Finding Anomalies in Galaxy Surveys


I have been working on a new method for detecting anomalies in astronomical images with deep learning, with Marc Huertas-Company (Observatoire de Paris) and Alexie Leauthaud (UCSC). The idea is to use unsupervised learning to pick out potentially interesting (or “anomalous”) objects in galaxy surveys, as there is way too much data to look through by hand; the lack of supervision also means we can find interesting things we may not know to look for. I first trained a Generative Adversarial Network (GAN) to generate fake images that are similar to the real images in the survey. This “generator” will learn what the objects look like and their distribution. It will do a good job reconstructing images like those that are more common in the survey, and it will be worse at generating the more “anomalous” images.

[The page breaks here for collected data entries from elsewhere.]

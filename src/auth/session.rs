//! In-memory session state.
//!
//! The access token lives only here, for as long as the process runs. The
//! durable session is the refresh cookie held by the transport.

use std::fmt;
use std::sync::{Arc, PoisonError, RwLock};

use super::token::AccessToken;

/// Why a session was torn down.
#[derive(Debug, Clone, Copy, PartialEq, Eq)]
pub enum LogoutReason {
    /// The refresh route refused the durable credential.
    RefreshRejected,
    /// The refresh route could not be reached or answered nonsense.
    RefreshFailed,
    /// The user asked to sign out.
    UserRequested,
}

/// Process-wide "you are logged out" hook.
///
/// A browser shell redirects to its unauthenticated entry point here; a CLI
/// prints a hint. Called once each time a session ends.
pub trait LogoutSignal: Send + Sync {
    fn logged_out(&self, reason: LogoutReason);
}

/// Default hook: records the event and nothing else.
#[derive(Debug, Default, Clone, Copy)]
pub struct TracingLogoutSignal;

impl LogoutSignal for TracingLogoutSignal {
    fn logged_out(&self, reason: LogoutReason) {
        tracing::warn!(?reason, "session ended");
    }
}

/// Holder of the current access token.
///
/// Clones share the same slot, so a write through one handle is visible to
/// every other handle as soon as [`Session::set_token`] returns.
///
/// # Example
/// ```
/// use jobblog::auth::Session;
///
/// let session = Session::new();
/// assert!(session.get_token().is_none());
/// session.set_token("header.payload.sig");
/// assert_eq!(session.get_token().unwrap().as_str(), "header.payload.sig");
/// session.clear_token();
/// assert!(session.get_token().is_none());
/// ```
#[derive(Clone)]
pub struct Session {
    token: Arc<RwLock<Option<AccessToken>>>,
    signal: Arc<dyn LogoutSignal>,
}

impl fmt::Debug for Session {
    fn fmt(&self, f: &mut fmt::Formatter<'_>) -> fmt::Result {
        f.debug_struct("Session")
            .field("token", &self.get_token())
            .field("signal", &"..")
            .finish()
    }
}

impl Default for Session {
    fn default() -> Self {
        Self::new()
    }
}

impl Session {
    pub fn new() -> Self {
        Self::with_logout_signal(Arc::new(TracingLogoutSignal))
    }

    pub fn with_logout_signal(signal: Arc<dyn LogoutSignal>) -> Self {
        Self {
            token: Arc::new(RwLock::new(None)),
            signal,
        }
    }

    pub fn get_token(&self) -> Option<AccessToken> {
        self.token
            .read()
            .unwrap_or_else(PoisonError::into_inner)
            .clone()
    }

    /// Replace the current token. No validation happens here.
    pub fn set_token(&self, token: impl Into<AccessToken>) {
        let token = token.into();
        tracing::debug!(token = %token.preview(), "access token updated");
        *self.token.write().unwrap_or_else(PoisonError::into_inner) = Some(token);
    }

    pub fn clear_token(&self) {
        *self.token.write().unwrap_or_else(PoisonError::into_inner) = None;
    }

    pub fn is_authenticated(&self) -> bool {
        self.token
            .read()
            .unwrap_or_else(PoisonError::into_inner)
            .is_some()
    }

    /// Clear the token and fire the logout signal.
    pub fn end(&self, reason: LogoutReason) {
        self.clear_token();
        self.signal.logged_out(reason);
    }
}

The top set of images shows a random sample of objects. The first row is the real image, the second is the generator’s attempt at reconstructing it, and the third is the residual. The generator does a pretty solid job on the common blob-like galaxies. It has a harder time with the rarer, more extended objects (and the background noise). I let the generator try to reconstruct a million objects from the Hyper Suprime-Cam survey. Based on these residuals (and other features), I assigned each object an “anomaly score.” The plot shows the distribution of scores for all million objects; you can see a longer tail of high-anomaly-score objects, as there are more ways to be anomalous than to be normal.

I then make a cut to get the top-scoring objects, and performed some clustering on these. The bottom sets of images show a random selection of objects for four of these clusters, each labeled with its anomaly score. You can see that not only have we found more anomalous objects (these look qualitatively different than the random set), but we have also organized them a bit to help us identify truly interesting anomalies. The GAN identifies anomalies in both morphology and color. Some of the anomalies are bad detections (e.g. red cluster, 2nd and 4th columns) or empty images (greenish cluster, 3rd and 4th columns). But the last group definitely contains some interesting objects! The far right image is a galaxy with a strong tidal feature, which is interesting for galaxy formation studies. So far we have identified multiple galaxies with tidal features as well as some potential AGN; we hope to find other interesting objects, such as green-pea galaxies or even strongly lensed systems.

Up next is improving my GAN and clustering methods to better sort out the anomalies, and continuing to validate our method by cross-correlating our anomaly catalog with known interesting objects and pipeline errors.